Data extracted from a collection:
····················
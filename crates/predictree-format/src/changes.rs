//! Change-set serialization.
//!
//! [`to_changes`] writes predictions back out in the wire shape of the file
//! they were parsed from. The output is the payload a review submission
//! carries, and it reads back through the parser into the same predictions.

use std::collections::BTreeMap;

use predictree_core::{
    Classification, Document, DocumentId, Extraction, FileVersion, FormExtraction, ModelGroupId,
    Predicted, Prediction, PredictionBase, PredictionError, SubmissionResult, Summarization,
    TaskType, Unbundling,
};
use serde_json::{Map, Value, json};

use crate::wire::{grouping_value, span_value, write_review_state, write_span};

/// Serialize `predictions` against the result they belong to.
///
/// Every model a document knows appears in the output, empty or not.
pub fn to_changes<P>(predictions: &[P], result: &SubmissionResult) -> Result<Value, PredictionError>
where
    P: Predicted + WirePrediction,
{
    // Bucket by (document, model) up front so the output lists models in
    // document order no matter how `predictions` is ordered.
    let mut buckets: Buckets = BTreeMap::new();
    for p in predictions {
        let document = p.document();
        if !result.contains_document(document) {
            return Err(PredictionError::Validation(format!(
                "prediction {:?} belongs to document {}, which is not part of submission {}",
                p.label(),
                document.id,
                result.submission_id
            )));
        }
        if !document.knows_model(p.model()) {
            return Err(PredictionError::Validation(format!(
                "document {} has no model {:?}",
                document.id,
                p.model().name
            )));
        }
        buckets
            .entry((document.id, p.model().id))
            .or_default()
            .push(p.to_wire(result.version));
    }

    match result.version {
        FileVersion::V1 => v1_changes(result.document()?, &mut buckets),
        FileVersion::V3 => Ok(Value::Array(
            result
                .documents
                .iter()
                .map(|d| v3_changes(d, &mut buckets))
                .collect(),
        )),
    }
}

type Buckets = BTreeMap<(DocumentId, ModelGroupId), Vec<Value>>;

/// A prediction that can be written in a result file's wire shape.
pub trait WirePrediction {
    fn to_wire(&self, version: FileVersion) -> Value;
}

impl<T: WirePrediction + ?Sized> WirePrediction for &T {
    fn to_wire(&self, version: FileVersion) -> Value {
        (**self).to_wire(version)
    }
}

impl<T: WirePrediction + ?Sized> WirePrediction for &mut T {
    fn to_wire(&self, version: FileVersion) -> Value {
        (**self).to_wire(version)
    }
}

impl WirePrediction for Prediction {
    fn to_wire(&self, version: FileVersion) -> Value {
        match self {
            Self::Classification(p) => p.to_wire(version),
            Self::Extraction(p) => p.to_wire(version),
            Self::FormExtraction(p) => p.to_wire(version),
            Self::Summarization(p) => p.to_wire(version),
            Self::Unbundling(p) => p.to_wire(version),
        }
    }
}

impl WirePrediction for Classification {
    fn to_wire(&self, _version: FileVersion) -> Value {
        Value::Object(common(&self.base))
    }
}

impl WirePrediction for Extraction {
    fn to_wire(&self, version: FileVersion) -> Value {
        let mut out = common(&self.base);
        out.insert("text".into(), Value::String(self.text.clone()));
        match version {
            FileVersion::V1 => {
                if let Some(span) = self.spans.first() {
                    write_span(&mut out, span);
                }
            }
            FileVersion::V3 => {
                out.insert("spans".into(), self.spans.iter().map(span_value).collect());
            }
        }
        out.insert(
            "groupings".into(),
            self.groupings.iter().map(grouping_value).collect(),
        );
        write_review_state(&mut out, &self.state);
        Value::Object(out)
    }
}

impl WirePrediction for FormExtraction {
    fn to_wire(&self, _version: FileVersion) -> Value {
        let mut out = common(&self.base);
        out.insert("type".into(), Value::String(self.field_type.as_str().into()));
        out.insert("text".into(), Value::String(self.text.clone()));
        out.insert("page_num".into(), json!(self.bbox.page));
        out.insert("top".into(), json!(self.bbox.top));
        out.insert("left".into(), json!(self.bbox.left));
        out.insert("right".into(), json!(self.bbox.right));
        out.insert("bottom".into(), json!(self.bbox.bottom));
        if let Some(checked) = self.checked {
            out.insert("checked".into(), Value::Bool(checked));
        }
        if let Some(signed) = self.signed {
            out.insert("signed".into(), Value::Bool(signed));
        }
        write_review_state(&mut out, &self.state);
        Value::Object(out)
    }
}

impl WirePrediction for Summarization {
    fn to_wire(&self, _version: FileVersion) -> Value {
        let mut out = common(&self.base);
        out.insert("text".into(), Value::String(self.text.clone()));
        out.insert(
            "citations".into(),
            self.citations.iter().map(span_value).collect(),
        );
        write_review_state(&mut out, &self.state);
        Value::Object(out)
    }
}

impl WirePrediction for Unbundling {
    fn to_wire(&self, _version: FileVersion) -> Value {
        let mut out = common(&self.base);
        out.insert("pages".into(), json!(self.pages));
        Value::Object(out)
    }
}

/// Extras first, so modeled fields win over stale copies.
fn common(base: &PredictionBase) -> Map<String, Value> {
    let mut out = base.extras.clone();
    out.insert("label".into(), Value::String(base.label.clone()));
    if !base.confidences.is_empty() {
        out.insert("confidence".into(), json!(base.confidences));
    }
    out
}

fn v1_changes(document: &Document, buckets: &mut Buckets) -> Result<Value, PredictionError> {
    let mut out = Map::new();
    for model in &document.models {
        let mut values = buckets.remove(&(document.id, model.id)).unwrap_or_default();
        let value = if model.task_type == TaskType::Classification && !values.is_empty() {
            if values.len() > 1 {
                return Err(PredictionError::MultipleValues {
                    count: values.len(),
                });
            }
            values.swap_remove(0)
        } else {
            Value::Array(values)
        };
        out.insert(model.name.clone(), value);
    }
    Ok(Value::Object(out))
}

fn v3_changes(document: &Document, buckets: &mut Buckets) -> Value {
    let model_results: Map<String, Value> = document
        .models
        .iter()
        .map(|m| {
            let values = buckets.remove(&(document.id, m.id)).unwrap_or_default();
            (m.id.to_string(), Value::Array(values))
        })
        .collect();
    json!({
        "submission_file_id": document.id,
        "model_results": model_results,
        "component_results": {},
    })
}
····················
Your job is to give the data above again exactly, in full.

Written reply:
filename crates/predictree-format/src/changes.rs
//! Change-set serialization.
//!
//! [`to_changes`] writes predictions back out in the wire shape of the file
//! they were parsed from. The output is the payload a review submission
//! carries, and it reads back through the parser into the same predictions.

use std::collections::BTreeMap;

use predictree_core::{
    Classification, Document, DocumentId, Extraction, FileVersion, FormExtraction, ModelGroupId,
    Predicted, Prediction, PredictionBase, PredictionError, SubmissionResult, Summarization,
    TaskType, Unbundling,
};
use serde_json::{Map, Value, json};

use crate::wire::{grouping_value, span_value, write_review_state, write_span};

/// Serialize `predictions` against the result they belong to.
///
/// Every model a document knows appears in the output, empty or not.
pub fn to_changes<P>(predictions: &[P], result: &SubmissionResult) -> Result<Value, PredictionError>
where
    P: Predicted + WirePrediction,
{
    // Bucket by (document, model) up front so the output lists models in
    // document order no matter how `predictions` is ordered.
    let mut buckets: Buckets = BTreeMap::new();
    for p in predictions {
        let document = p.document();
        if !result.contains_document(document) {
            return Err(PredictionError::Validation(format!(
                "prediction {:?} belongs to document {}, which is not part of submission {}",
                p.label(),
                document.id,
                result.submission_id
            )));
        }
        if !document.knows_model(p.model()) {
            return Err(PredictionError::Validation(format!(
                "document {} has no model {:?}",
                document.id,
                p.model().name
            )));
        }
        buckets
            .entry((document.id, p.model().id))
            .or_default()
            .push(p.to_wire(result.version));
    }

    match result.version {
        FileVersion::V1 => v1_changes(result.document()?, &mut buckets),
        FileVersion::V3 => Ok(Value::Array(
            result
                .documents
                .iter()
                .map(|d| v3_changes(d, &mut buckets))
                .collect(),
        )),
    }
}

type Buckets = BTreeMap<(DocumentId, ModelGroupId), Vec<Value>>;

/// A prediction that can be written in a result file's wire shape.
pub trait WirePrediction {
    fn to_wire(&self, version: FileVersion) -> Value;
}

impl<T: WirePrediction + ?Sized> WirePrediction for &T {
    fn to_wire(&self, version: FileVersion) -> Value {
        (**self).to_wire(version)
    }
}

impl<T: WirePrediction + ?Sized> WirePrediction for &mut T {
    fn to_wire(&self, version: FileVersion) -> Value {
        (**self).to_wire(version)
    }
}

impl WirePrediction for Prediction {
    fn to_wire(&self, version: FileVersion) -> Value {
        match self {
            Self::Classification(p) => p.to_wire(version),
            Self::Extraction(p) => p.to_wire(version),
            Self::FormExtraction(p) => p.to_wire(version),
            Self::Summarization(p) => p.to_wire(version),
            Self::Unbundling(p) => p.to_wire(version),
        }
    }
}

impl WirePrediction for Classification {
    fn to_wire(&self, _version: FileVersion) -> Value {
        Value::Object(common(&self.base))
    }
}

impl WirePrediction for Extraction {
    fn to_wire(&self, version: FileVersion) -> Value {
        let mut out = common(&self.base);
        out.insert("text".into(), Value::String(self.text.clone()));
        match version {
            FileVersion::V1 => {
                if let Some(span) = self.spans.first() {
                    write_span(&mut out, span);
                }
            }
            FileVersion::V3 => {
                out.insert("spans".into(), self.spans.iter().map(span_value).collect());
            }
        }
        out.insert(
            "groupings".into(),
            self.groupings.iter().map(grouping_value).collect(),
        );
        write_review_state(&mut out, &self.state);
        Value::Object(out)
    }
}

impl WirePrediction for FormExtraction {
    fn to_wire(&self, _version: FileVersion) -> Value {
        let mut out = common(&self.base);
        out.insert("type".into(), Value::String(self.field_type.as_str().into()));
        out.insert("text".into(), Value::String(self.text.clone()));
        out.insert("page_num".into(), json!(self.bbox.page));
        out.insert("top".into(), json!(self.bbox.top));
        out.insert("left".into(), json!(self.bbox.left));
        out.insert("right".into(), json!(self.bbox.right));
        out.insert("bottom".into(), json!(self.bbox.bottom));
        if let Some(checked) = self.checked {
            out.insert("checked".into(), Value::Bool(checked));
        }
        if let Some(signed) = self.signed {
            out.insert("signed".into(), Value::Bool(signed));
        }
        write_review_state(&mut out, &self.state);
        Value::Object(out)
    }
}

impl WirePrediction for Summarization {
    fn to_wire(&self, _version: FileVersion) -> Value {
        let mut out = common(&self.base);
        out.insert("text".into(), Value::String(self.text.clone()));
        out.insert(
            "citations".into(),
            self.citations.iter().map(span_value).collect(),
        );
        write_review_state(&mut out, &self.state);
        Value::Object(out)
    }
}

impl WirePrediction for Unbundling {
    fn to_wire(&self, _version: FileVersion) -> Value {
        let mut out = common(&self.base);
        out.insert("pages".into(), json!(self.pages));
        Value::Object(out)
    }
}

/// Extras first, so modeled fields win over stale copies.
fn common(base: &PredictionBase) -> Map<String, Value> {
    let mut out = base.extras.clone();
    out.insert("label".into(), Value::String(base.label.clone()));
    if !base.confidences.is_empty() {
        out.insert("confidence".into(), json!(base.confidences));
    }
    out
}

fn v1_changes(document: &Document, buckets: &mut Buckets) -> Result<Value, PredictionError> {
    let mut out = Map::new();
    for model in &document.models {
        let mut values = buckets.remove(&(document.id, model.id)).unwrap_or_default();
        let value = if model.task_type == TaskType::Classification && !values.is_empty() {
            if values.len() > 1 {
                return Err(PredictionError::MultipleValues {
                    count: values.len(),
                });
            }
            values.swap_remove(0)
        } else {
            Value::Array(values)
        };
        out.insert(model.name.clone(), value);
    }
    Ok(Value::Object(out))
}

fn v3_changes(document: &Document, buckets: &mut Buckets) -> Value {
    let model_results: Map<String, Value> = document
        .models
        .iter()
        .map(|m| {
            let values = buckets.remove(&(document.id, m.id)).unwrap_or_default();
            (m.id.to_string(), Value::Array(values))
        })
        .collect();
    json!({
        "submission_file_id": document.id,
        "model_results": model_results,
        "component_results": {},
    })
}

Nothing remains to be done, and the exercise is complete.